2La première partie de l’ouvrage s’efforce d’étudier un certain nombre d’obstacles de divers ordres à la citoyenneté. Comme le suggère Fred Poché dans le premier chapitre, il faut sans doute rechercher l’unité de ces études, par-delà l’hétérogénéité de leurs objets, de leurs références théoriques et méthodologiques, dans la perspective des subaltern studies, héritées d’Antonio Gramsci et de « l’histoire par le bas » d’Edward Palmer Thompson. Il s’agit donc de penser la citoyenneté à partir des oubliés dans un contexte sociologique marqué par le délitement de la société et « les passions tristes » qui l’accompagnent : méfiance généralisée, peur de l’autre et sentiment d’impuissance.
3Le cas de l’histoire récente du Rwanda, celle de la colonisation et de l’indépendance, retracée par Éric Mutabazi, témoigne des ravages d’une citoyenneté fondée sur l’ethnicité qui divise la population en privilégiés et « subalternes », ce qui ne manque pas de soulever, en réaction, un certain nombre de « revanches ethniques », allant, sur ce cas précis, jusqu’au génocide de 1994. Dans les pays occidentaux, aux populations plus pacifiées, se manifestent d’autres types d’empêchements, certes moins sanglants mais préoccupants pour la démocratie, comme l’utilisation des réseaux sociaux dans les campagnes électorales américaine (2008) et française (2012). Pour Anaïs Theviot, ces moyens de communication visent moins la participation directe des citoyens que l’évacuation des tiers (journalistes, régulateurs) dans un face à face qui favorise la manipulation et la désinformation.
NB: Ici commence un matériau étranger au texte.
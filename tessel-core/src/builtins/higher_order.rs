// tessel-core - Higher-order functions
// Copyright (c) 2025 Tom Waddington. MIT licensed.

//! Mapping and filtering over sequences: map, filter, remove, keep, mapcat
//! and their eager and indexed variants. Function combinators: apply, comp,
//! partial, complement, constantly, identity, juxt, fnil. Quantifiers:
//! every?, some, not-every?, not-any?, every-pred, some-fn.

use tessel_value::lazy::fail;
use tessel_value::{Result, SeqIter, Value};

use super::{arity, arity_at_least, lazy_from, truthy};
use crate::apply::{apply, make_native_fn};

// ============================================================================
// Mapping
// ============================================================================

/// Lock-step rows across several sources, ending with the shortest.
struct Rows {
    iters: Vec<SeqIter>,
    done: bool,
}

impl Iterator for Rows {
    type Item = Result<Vec<Value>>;

    fn next(&mut self) -> Option<Self::Item> {
        if self.done {
            return None;
        }
        let mut row = Vec::with_capacity(self.iters.len());
        for it in &mut self.iters {
            match it.next() {
                Some(Ok(x)) => row.push(x),
                Some(Err(e)) => {
                    self.done = true;
                    return Some(Err(e));
                }
                None => {
                    self.done = true;
                    return None;
                }
            }
        }
        Some(Ok(row))
    }
}

/// `f` applied across one or more sources, as a fresh iterator.
fn map_iter(f: &Value, colls: &[Value]) -> SeqIter {
    let f = f.clone();
    if let [coll] = colls {
        return Box::new(
            coll.seq_iter()
                .map(move |item| item.and_then(|x| apply(&f, &[x]))),
        );
    }
    let rows = Rows {
        iters: colls.iter().map(Value::seq_iter).collect(),
        done: false,
    };
    Box::new(rows.map(move |row| row.and_then(|args| apply(&f, &args))))
}

/// (map f coll & colls)
pub fn builtin_map(args: &[Value]) -> Result<Value> {
    arity_at_least("map", args, 2)?;
    let f = args[0].clone();
    let colls = args[1..].to_vec();
    Ok(lazy_from(&args[1..], move || map_iter(&f, &colls)))
}

/// (mapv f coll & colls) - eager map into an array
pub fn builtin_mapv(args: &[Value]) -> Result<Value> {
    arity_at_least("mapv", args, 2)?;
    let items = map_iter(&args[0], &args[1..]).collect::<Result<Vec<_>>>()?;
    Ok(Value::array(items))
}

/// (mapcat f coll & colls) - concatenation of the mapped results
pub fn builtin_mapcat(args: &[Value]) -> Result<Value> {
    arity_at_least("mapcat", args, 2)?;
    let f = args[0].clone();
    let colls = args[1..].to_vec();
    Ok(lazy_from(&args[1..], move || {
        Box::new(map_iter(&f, &colls).flat_map(|item| match item {
            Ok(coll) => coll.seq_iter(),
            Err(e) => fail(e),
        }))
    }))
}

/// (map-indexed f coll) - `(f index x)` for each element, into an array
pub fn builtin_map_indexed(args: &[Value]) -> Result<Value> {
    arity("map-indexed", args, 2)?;
    let mut out = Vec::new();
    for (i, item) in args[1].iter()?.enumerate() {
        out.push(apply(&args[0], &[Value::from(i), item?])?);
    }
    Ok(Value::array(out))
}

/// (keep f coll) - non-nil results of `(f x)`, lazily
pub fn builtin_keep(args: &[Value]) -> Result<Value> {
    arity("keep", args, 2)?;
    let f = args[0].clone();
    let coll = args[1].clone();
    Ok(lazy_from(&args[1..], move || {
        Box::new(
            map_iter(&f, std::slice::from_ref(&coll))
                .filter(|item| !matches!(item, Ok(Value::Nil))),
        )
    }))
}

/// (keep-indexed f coll) - non-nil results of `(f index x)`, into an array
pub fn builtin_keep_indexed(args: &[Value]) -> Result<Value> {
    arity("keep-indexed", args, 2)?;
    let mut out = Vec::new();
    for (i, item) in args[1].iter()?.enumerate() {
        let v = apply(&args[0], &[Value::from(i), item?])?;
        if !v.is_nil() {
            out.push(v);
        }
    }
    Ok(Value::array(out))
}

// ============================================================================
// Filtering
// ============================================================================

fn filter_iter(pred: Value, src: SeqIter, keep: bool) -> SeqIter {
    Box::new(src.filter_map(move |item| match item {
        Ok(x) => match truthy(&pred, &x) {
            Ok(t) if t == keep => Some(Ok(x)),
            Ok(_) => None,
            Err(e) => Some(Err(e)),
        },
        Err(e) => Some(Err(e)),
    }))
}

/// (filter pred coll)
pub fn builtin_filter(args: &[Value]) -> Result<Value> {
    arity("filter", args, 2)?;
    let (pred, coll) = (args[0].clone(), args[1].clone());
    Ok(lazy_from(&args[1..], move || {
        filter_iter(pred.clone(), coll.seq_iter(), true)
    }))
}

/// (filterv pred coll) - eager filter into an array
pub fn builtin_filterv(args: &[Value]) -> Result<Value> {
    arity("filterv", args, 2)?;
    let items = filter_iter(args[0].clone(), args[1].iter()?, true).collect::<Result<Vec<_>>>()?;
    Ok(Value::array(items))
}

/// (remove pred coll)
pub fn builtin_remove(args: &[Value]) -> Result<Value> {
    arity("remove", args, 2)?;
    let (pred, coll) = (args[0].clone(), args[1].clone());
    Ok(lazy_from(&args[1..], move || {
        filter_iter(pred.clone(), coll.seq_iter(), false)
    }))
}

// ============================================================================
// Combinators
// ============================================================================

/// (apply f & args coll) - call f with the last argument spread
pub fn builtin_apply(args: &[Value]) -> Result<Value> {
    arity_at_least("apply", args, 2)?;
    let f = &args[0];
    let (spread, leading) = match args[1..].split_last() {
        Some(split) => split,
        None => return apply(f, &[]),
    };
    let mut call_args = leading.to_vec();
    for item in spread.iter()? {
        call_args.push(item?);
    }
    apply(f, &call_args)
}

/// (comp & fs) - right-to-left composition; no fns is identity
pub fn builtin_comp(args: &[Value]) -> Result<Value> {
    let fs = args.to_vec();
    Ok(make_native_fn("comp", move |call_args| {
        let Some((innermost, rest)) = fs.split_last() else {
            return Ok(call_args.first().cloned().unwrap_or(Value::Nil));
        };
        let mut acc = apply(innermost, call_args)?;
        for f in rest.iter().rev() {
            acc = apply(f, &[acc])?;
        }
        Ok(acc)
    }))
}

/// (partial f & args)
pub fn builtin_partial(args: &[Value]) -> Result<Value> {
    arity_at_least("partial", args, 1)?;
    let f = args[0].clone();
    let bound = args[1..].to_vec();
    Ok(make_native_fn("partial", move |call_args| {
        let mut all = bound.clone();
        all.extend_from_slice(call_args);
        apply(&f, &all)
    }))
}

/// (complement f)
pub fn builtin_complement(args: &[Value]) -> Result<Value> {
    arity("complement", args, 1)?;
    let f = args[0].clone();
    Ok(make_native_fn("complement", move |call_args| {
        Ok(Value::Bool(!apply(&f, call_args)?.is_truthy()))
    }))
}

/// (constantly x)
pub fn builtin_constantly(args: &[Value]) -> Result<Value> {
    arity("constantly", args, 1)?;
    let x = args[0].clone();
    Ok(make_native_fn("constantly", move |_| Ok(x.clone())))
}

/// (identity x)
pub fn builtin_identity(args: &[Value]) -> Result<Value> {
    arity("identity", args, 1)?;
    Ok(args[0].clone())
}

/// (juxt & fs) - fn returning an array of each f's result
pub fn builtin_juxt(args: &[Value]) -> Result<Value> {
    arity_at_least("juxt", args, 1)?;
    let fs = args.to_vec();
    Ok(make_native_fn("juxt", move |call_args| {
        let results = fs
            .iter()
            .map(|f| apply(f, call_args))
            .collect::<Result<Vec<_>>>()?;
        Ok(Value::array(results))
    }))
}

/// (fnil f & defaults) - replace nil leading arguments with defaults
pub fn builtin_fnil(args: &[Value]) -> Result<Value> {
    arity_at_least("fnil", args, 2)?;
    let f = args[0].clone();
    let defaults = args[1..].to_vec();
    Ok(make_native_fn("fnil", move |call_args| {
        let patched: Vec<Value> = call_args
            .iter()
            .enumerate()
            .map(|(i, arg)| match (arg, defaults.get(i)) {
                (Value::Nil, Some(default)) => default.clone(),
                _ => arg.clone(),
            })
            .collect();
        apply(&f, &patched)
    }))
}

// ============================================================================
// Quantifiers
// ============================================================================

fn every(pred: &Value, coll: &Value) -> Result<bool> {
    for item in coll.iter()? {
        if !truthy(pred, &item?)? {
            return Ok(false);
        }
    }
    Ok(true)
}

/// First truthy `(pred x)`, or nil.
fn some(pred: &Value, coll: &Value) -> Result<Value> {
    for item in coll.iter()? {
        let v = apply(pred, &[item?])?;
        if v.is_truthy() {
            return Ok(v);
        }
    }
    Ok(Value::Nil)
}

/// (every? pred coll)
pub fn builtin_every_p(args: &[Value]) -> Result<Value> {
    arity("every?", args, 2)?;
    Ok(Value::Bool(every(&args[0], &args[1])?))
}

/// (not-every? pred coll)
pub fn builtin_not_every_p(args: &[Value]) -> Result<Value> {
    arity("not-every?", args, 2)?;
    Ok(Value::Bool(!every(&args[0], &args[1])?))
}

/// (some pred coll)
pub fn builtin_some(args: &[Value]) -> Result<Value> {
    arity("some", args, 2)?;
    some(&args[0], &args[1])
}

/// (not-any? pred coll)
pub fn builtin_not_any_p(args: &[Value]) -> Result<Value> {
    arity("not-any?", args, 2)?;
    Ok(Value::Bool(!some(&args[0], &args[1])?.is_truthy()))
}

/// (every-pred & preds) - fn true when every pred holds for every argument
pub fn builtin_every_pred(args: &[Value]) -> Result<Value> {
    arity_at_least("every-pred", args, 1)?;
    let preds = args.to_vec();
    Ok(make_native_fn("every-pred", move |call_args| {
        for p in &preds {
            for x in call_args {
                if !truthy(p, x)? {
                    return Ok(Value::Bool(false));
                }
            }
        }
        Ok(Value::Bool(true))
    }))
}

/// (some-fn & preds) - fn returning the first truthy `(p x)`, or nil
pub fn builtin_some_fn(args: &[Value]) -> Result<Value> {
    arity_at_least("some-fn", args, 1)?;
    let preds = args.to_vec();
    Ok(make_native_fn("some-fn", move |call_args| {
        for p in &preds {
            for x in call_args {
                let v = apply(p, std::slice::from_ref(x))?;
                if v.is_truthy() {
                    return Ok(v);
                }
            }
        }
        Ok(Value::Nil)
    }))
}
D’où l’urgence d’une éducation au numérique. Jean-Yves Robin tente, lui, de comprendre le paradoxe de l’irresponsabilité des soi-disant « responsables » que sont les patrons et managers, face aux crises financières, économiques et écologiques. Cette irresponsabilité de ces « dirigeants » en fait « dirigés » par leurs actionnaires constitue un péril démocratique. Faut-il alors s’en remettre à un pouvoir autoritaire, à une technocratie, aux espoirs post-humanistes, ou plutôt réapprendre la sagesse des limites ? L’âge a également son importance dans la citoyenneté. Pour Dominique Kern, celle des plus âgés s’avère marquée par un horizon temporel spécifique, une grande hétérogénéité individuelle, une accumulation d’expériences. Ces caractéristiques invitent à des échanges inter-âges, en vue d’éviter les conflits générationnels et la relégation politique des personnes âgées.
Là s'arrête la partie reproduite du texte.